Tak banyak yang kuketahui tentang dirinya pada awal dia bekerja. Selain itu, memang aku tidak terlalu peduli dengan urusan orang lain. Bagiku cukup untuk mengetahui bahwa dia adalah rekan kerjaku. Ketidakpedulianku itu tak bertahan terlalu lama hingga suatu sore datanglah seorang anak kecil berseragam SMP yang mengaku sebagai adiknya Inov.

“Mas, mbak Inov-nya ada gak?”

Aku yang kebetulan berada di depan karena sedang membersihkan lantai agak keheranan.

“Mbak Inov?”

“Iya, Mas. Mbak Inov ada gak? Aku mau ketemu dia.”

“Ada di dalam. Tuh, dia di kasir. Emang kamu siapa?”

“Aku adiknya mbak Inov, Mas. Aku mau minta uang.”

“Minta uang? kok, minta ke Mbak Inov? Uang buat apa?”

“Tadi di sekolah aku disuruh bapak guru beli buku. Kalau gak beli, aku gak boleh ikut ulangan.”

“Ohh… gitu. Kenapa gak minta ke ibu kamu?”

“Kata Mbak Inov, kalau uang jajan, aku boleh minta ke ibu. Tapi, kalau uang untuk yang lain-lain, aku gak boleh minta ke ibu. Aku disuruh minta ke Mbak Inov aja.”

“Ohh… gitu. Ya sudah, tuh Mbak Inov-nya. Kamu masuk saja.”

Tak berapa lama kemudian anak kecil itu masuk dan langsung menemui Inov. Aku masih belum bisa melepaskan dialog tadi dari ingatanku. Rasanya ada sesuatu yang ganjil. Hingga akhirnya aku tersadar setelah anak kecil tadi keluar dan berpamitan.

“Mas, makasih ya …. Aku pulang dulu ya, Mas.”

“Oh, iya. Hati-hati, ya ….”

Sejak itulah aku menjadi “tertarik” untuk mengetahui kehidupan Inov lebih dalam.

***

Suatu ketika aku berkesempatan untuk mengorek informasi langsung darinya. Kebetulan pada hari itu aku mendapat giliran shift yang sama dengannya. Sepulang kerja kuajak Inov untuk makan malam bersama. Jangan bayangkan candle light dinner di restoran yang mewah! Aku hanya mampu mengajaknya untuk makan malam di tukang nasi goreng pinggir jalan. Setelah memesan nasi untuk kami berdua, mulailah aku membuka pembicaraan.

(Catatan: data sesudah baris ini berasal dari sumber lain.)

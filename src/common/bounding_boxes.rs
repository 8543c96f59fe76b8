use std::time::SystemTime;
use serde::{Deserialize, Serialize};
use crate::common::{BvrDetection, PointXYZ};
use crate::data::SourceId;

/// A single published box. Coordinates are whole frame pixels.
#[derive(Default, Debug, Clone, PartialEq, Serialize, Deserialize)]
pub struct BoundingBox {
    pub class_id: usize,
    pub label: String,
    pub probability: f32,
    pub xmin: i64,
    pub ymin: i64,
    pub xmax: i64,
    pub ymax: i64,
}

impl From<&BvrDetection> for BoundingBox {
    fn from(detection: &BvrDetection) -> Self {
        let (x1, y1, x2, y2) = detection.bbox.as_x1y1_x2y2_i32();
        Self {
            class_id: detection.class_id,
            label: detection.get_label(),
            probability: detection.confidence,
            xmin: x1 as i64,
            ymin: y1 as i64,
            xmax: x2 as i64,
            ymax: y2 as i64,
        }
    }
}

/// Ordered detections of one cycle, with the dimensions of the frame they
/// were found in so consumers can rebuild normalized coordinates.
#[derive(Debug, Clone, PartialEq, Serialize, Deserialize)]
pub struct BoundingBoxes {
    pub frame_seq: u64,
    pub image_width: u32,
    pub image_height: u32,
    pub stamp: SystemTime,
    pub bounding_boxes: Vec<BoundingBox>,
}

impl BoundingBoxes {
    pub fn len(&self) -> usize {
        self.bounding_boxes.len()
    }

    pub fn is_empty(&self) -> bool {
        self.bounding_boxes.is_empty()
    }
}

/// Points of a source cloud that fall inside one detection box.
#[derive(Debug, Clone, PartialEq, Serialize, Deserialize)]
pub struct CloudRegion {
    pub points: Vec<PointXYZ>,
    pub centroid: PointXYZ,
}

/// A detection, optionally enriched with its 3D region.
#[derive(Debug, Clone, PartialEq, Serialize, Deserialize)]
pub struct FusedDetection {
    pub detection: BvrDetection,
    pub region: Option<CloudRegion>,
}

impl FusedDetection {
    pub fn unenriched(detection: BvrDetection) -> Self {
        Self { detection, region: None }
    }

    pub fn is_enriched(&self) -> bool {
        self.region.is_some()
    }
}

/// Combined detection + point-cloud output for one source.
#[derive(Debug, Clone, PartialEq, Serialize, Deserialize)]
pub struct CompiledMessage {
    pub source_id: SourceId,
    pub cloud_seq: u64,
    pub bounding_boxes: BoundingBoxes,
    pub detections: Vec<FusedDetection>,
}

“Nov, kamu ingat gak, waktu adikmu datang minta uang ke kamu?”

“Iya, kenapa?”

Gak apa-apa, kok. Aku cuma penasaran saja sama kamu.”

“Penasaran kenapa? Emang ada yang salah kalau mbak ngasih uang ke adiknya sendiri?”

“Bukan gitu maksudku. Emang orang tua kalian …, maaf, nih ya sebelumnya …, nggak kerja, gitu?”

“Penting, ya …, aku jawab pertanyaan itu?”

Aku terdiam sesaat. Beruntunglah nasi goreng yang kami pesan tadi sudah siap disajikan. Kebekuan sesaat tadi bisa mencair kembali. Setelah nasi goreng terhidang di hadapan kami, mulailah kami menyantapnya. Setelah beberapa suapan, aku mulai membuka obrolan kembali.

“Nov, maaf, ya …. Aku gak ada maksud membongkar urusan keluargamu. Aku hanya ingin tahu saja.”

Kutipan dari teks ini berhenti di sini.